La diretta interessata ha infatti evitato tutte le domande sul tema, cercando di rilanciare la palla nella platea degli intervistatori: “Prima di parlare di nomi, bisogna parlare di programmi. Noi facciamo così”. I giornalisti, trattati come scolaretti al primo giorno di scuola dalla maestrina secchiona che sale in cattedra, si sono insomma ritrovati costretti ad appuntare quella che è una verità – i programmi, prima dei nomi – talmente banale e calzabile a tutte le latitudini del pianeta che come tale si trasforma in una banalità. Senza contare che, in assenza di teste capaci di realizzarli, i programmi sarebbero destinati a fallire e perciò, piuttosto che anteporli alle persone, non dovrebbero essere scissi dai nomi di chi dovrebbe essere chiamato ad attuarli.
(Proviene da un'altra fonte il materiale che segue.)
pub mod migrations;
pub mod models;
pub mod queries;

use anyhow::Result;
use rusqlite::Connection;
use std::path::Path;
use std::sync::Mutex;
use tracing::info;

pub struct Database {
    conn: Mutex<Connection>,
}

impl Database {
    pub fn open(path: &Path) -> Result<Self> {
        let conn = Connection::open(path)?;

        // WAL mode for concurrent reads
        conn.pragma_update(None, "journal_mode", "WAL")?;
        conn.pragma_update(None, "foreign_keys", "ON")?;

        migrations::run(&conn)?;

        info!("Database opened at {}", path.display());
        Ok(Self {
            conn: Mutex::new(conn),
        })
    }

    pub fn with_conn<F, T>(&self, f: F) -> Result<T>
    where
        F: FnOnce(&Connection) -> Result<T>,
    {
        let conn = self
            .conn
            .lock()
            .map_err(|e| anyhow::anyhow!("DB lock poisoned: {}", e))?;
        f(&conn)
    }

    /// Reads and writes share the single connection; write paths go through
    /// here so call sites keep the intent visible.
    pub fn with_conn_mut<F, T>(&self, f: F) -> Result<T>
    where
        F: FnOnce(&Connection) -> Result<T>,
    {
        self.with_conn(f)
    }
}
Anche perché le idee sono per loro stessa natura frutto di cervelli pensanti e cioè del pensiero di persone in carne ed ossa chiamate, oltre che a spremersi le meningi per partorirle, anche a mostrare di avere la capacità di realizzarle.
Chiara Frontini non è una stupida e senz’altro è furba, per cui la verità è un’altra: nell’attesa di conoscere le mosse degli altri e soprattutto di capire se ha qualche speranza di accasarsi come candidata sindaco nel centrodestra, è tatticamente costretta a lasciare tutti nel dubbio senza rinunciare a iniziative spot studiate per ricordare a chi la segue che lei c’è ed è pronta, in un verso o nell’altro, a ributtarsi nella mischia.
Fatto sta che stamattina, frustrata la legittima curiosità degli astanti di sapere cosa vuol fare, la “capa” di Viterbo 2020 si è dovuta accontentare di parlare di cultura, affidandosi alla parlantina di Alfonso Antoniozzi, candidato a diventare assessore al ramo. Tutte giuste le cose dette, ma anche qui siamo alle solite: sempre la stessa minestra riscaldata. La cultura per far rivivere la città: è certo, alzi la mano chi non è d’accordo. Il teatro come centro pulsante della vita cittadina, l’Unione da far tornare al centro delle politiche culturali pubbliche creando una stagione sperimentale, una stagione amatoriale e una stagione per ragazzi. Poi le associazioni da valorizzare e da incrementare: come se a Viterbo ce ne fossero poche. E infine Ferento da trasformare in location per la stagione teatrale estiva: no, perché adesso a Ferento a luglio e agosto ci si va a prendere il sole?